### Exercise details
With no addition or omission, return the entries below.

### Input for this task
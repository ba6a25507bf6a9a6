//! FETCHING: list provider calls and record new ones

use callsync_common::{Error, Result};
use futures::StreamExt;
use tokio::time::Instant;

use super::BatchOrchestrator;
use crate::db::batch_runs;
use crate::models::{BatchRun, RunPhase, RunTally};
use crate::services::biztel_client::ProviderError;

enum ListingError {
    Provider(ProviderError),
    Store(Error),
}

impl BatchOrchestrator {
    /// Stream the provider listing into the record store
    ///
    /// Sets `tally.listing_complete` only if the listing ran to the end. An
    /// authentication failure marks the run fatal. Other provider errors
    /// leave the listing incomplete but let the run continue with the calls
    /// already known locally.
    pub(super) async fn phase_fetching(
        &self,
        run: &mut BatchRun,
        tally: &mut RunTally,
        deadline: Instant,
    ) -> Result<()> {
        run.transition_to(RunPhase::Fetching);
        batch_runs::save_run(&self.db, run).await?;

        let (run_id, window_start, window_end) = (run.run_id, run.window_start, run.window_end);
        let retention_floor = self.retention_floor();
        let mut discovered = 0usize;
        let mut new_records = 0usize;
        let mut without_recording = 0usize;
        let mut expired = 0usize;

        let listing = async {
            let mut calls = self.provider.list_calls(window_start, window_end);
            while let Some(item) = calls.next().await {
                let call = item.map_err(ListingError::Provider)?;
                if !call.has_recording {
                    without_recording += 1;
                    continue;
                }
                if call.start_time < retention_floor {
                    tracing::debug!(
                        run_id = %run_id,
                        request_id = %call.request_id,
                        start_time = %call.start_time,
                        retention_floor = %retention_floor,
                        "Listed call is past retention, skipping"
                    );
                    expired += 1;
                    continue;
                }
                discovered += 1;
                if self
                    .store
                    .insert_discovered(&call)
                    .await
                    .map_err(ListingError::Store)?
                {
                    new_records += 1;
                }
            }
            Ok::<(), ListingError>(())
        };

        let result = tokio::time::timeout_at(deadline, listing).await;

        run.discovered_count = discovered;
        run.new_record_count = new_records;

        match result {
            Ok(Ok(())) => {
                tally.listing_complete = true;
                tracing::info!(
                    run_id = %run.run_id,
                    discovered,
                    new_records,
                    without_recording,
                    expired,
                    "Provider listing complete"
                );
            }
            Ok(Err(ListingError::Provider(ProviderError::Auth(msg)))) => {
                tracing::error!(run_id = %run.run_id, error = %msg, "Provider rejected credentials during listing");
                run.error = Some(format!("Provider authentication failed: {}", msg));
                tally.fatal = true;
            }
            Ok(Err(ListingError::Provider(e))) => {
                tracing::error!(
                    run_id = %run.run_id,
                    discovered,
                    error = %e,
                    "Provider listing failed; continuing with known calls"
                );
                run.error = Some(format!("Listing incomplete: {}", e));
            }
            Ok(Err(ListingError::Store(e))) => return Err(e),
            Err(_elapsed) => {
                tracing::warn!(run_id = %run.run_id, discovered, "Deadline reached during provider listing");
                run.deadline_exceeded = true;
                run.error = Some("Deadline reached before listing completed".to_string());
            }
        }

        batch_runs::save_run(&self.db, run).await?;
        Ok(())
    }
}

### Task result
repository ba6a25507bf6a9a6
//! FETCHING: list provider calls and record new ones

use callsync_common::{Error, Result};
use futures::StreamExt;
use tokio::time::Instant;

use super::BatchOrchestrator;
use crate::db::batch_runs;
use crate::models::{BatchRun, RunPhase, RunTally};
use crate::services::biztel_client::ProviderError;

enum ListingError {
    Provider(ProviderError),
    Store(Error),
}

impl BatchOrchestrator {
    /// Stream the provider listing into the record store
    ///
    /// Sets `tally.listing_complete` only if the listing ran to the end. An
    /// authentication failure marks the run fatal. Other provider errors
    /// leave the listing incomplete but let the run continue with the calls
    /// already known locally.
    pub(super) async fn phase_fetching(
        &self,
        run: &mut BatchRun,
        tally: &mut RunTally,
        deadline: Instant,
    ) -> Result<()> {
        run.transition_to(RunPhase::Fetching);
        batch_runs::save_run(&self.db, run).await?;

        let (run_id, window_start, window_end) = (run.run_id, run.window_start, run.window_end);
        let retention_floor = self.retention_floor();
        let mut discovered = 0usize;
        let mut new_records = 0usize;
        let mut without_recording = 0usize;
        let mut expired = 0usize;

        let listing = async {
            let mut calls = self.provider.list_calls(window_start, window_end);
            while let Some(item) = calls.next().await {
                let call = item.map_err(ListingError::Provider)?;
                if !call.has_recording {
                    without_recording += 1;
                    continue;
                }
                if call.start_time < retention_floor {
                    tracing::debug!(
                        run_id = %run_id,
                        request_id = %call.request_id,
                        start_time = %call.start_time,
                        retention_floor = %retention_floor,
                        "Listed call is past retention, skipping"
                    );
                    expired += 1;
                    continue;
                }
                discovered += 1;
                if self
                    .store
                    .insert_discovered(&call)
                    .await
                    .map_err(ListingError::Store)?
                {
                    new_records += 1;
                }
            }
            Ok::<(), ListingError>(())
        };

        let result = tokio::time::timeout_at(deadline, listing).await;

        run.discovered_count = discovered;
        run.new_record_count = new_records;

        match result {
            Ok(Ok(())) => {
                tally.listing_complete = true;
                tracing::info!(
                    run_id = %run.run_id,
                    discovered,
                    new_records,
                    without_recording,
                    expired,
                    "Provider listing complete"
                );
            }
            Ok(Err(ListingError::Provider(ProviderError::Auth(msg)))) => {
                tracing::error!(run_id = %run.run_id, error = %msg, "Provider rejected credentials during listing");
                run.error = Some(format!("Provider authentication failed: {}", msg));
                tally.fatal = true;
            }
            Ok(Err(ListingError::Provider(e))) => {
                tracing::error!(
                    run_id = %run.run_id,
                    discovered,
                    error = %e,
                    "Provider listing failed; continuing with known calls"
                );
                run.error = Some(format!("Listing incomplete: {}", e));
            }
            Ok(Err(ListingError::Store(e))) => return Err(e),
            Err(_elapsed) => {
                tracing::warn!(run_id = %run.run_id, discovered, "Deadline reached during provider listing");
                run.deadline_exceeded = true;
                run.error = Some("Deadline reached before listing completed".to_string());
            }
        }

        batch_runs::save_run(&self.db, run).await?;
        Ok(())
    }
}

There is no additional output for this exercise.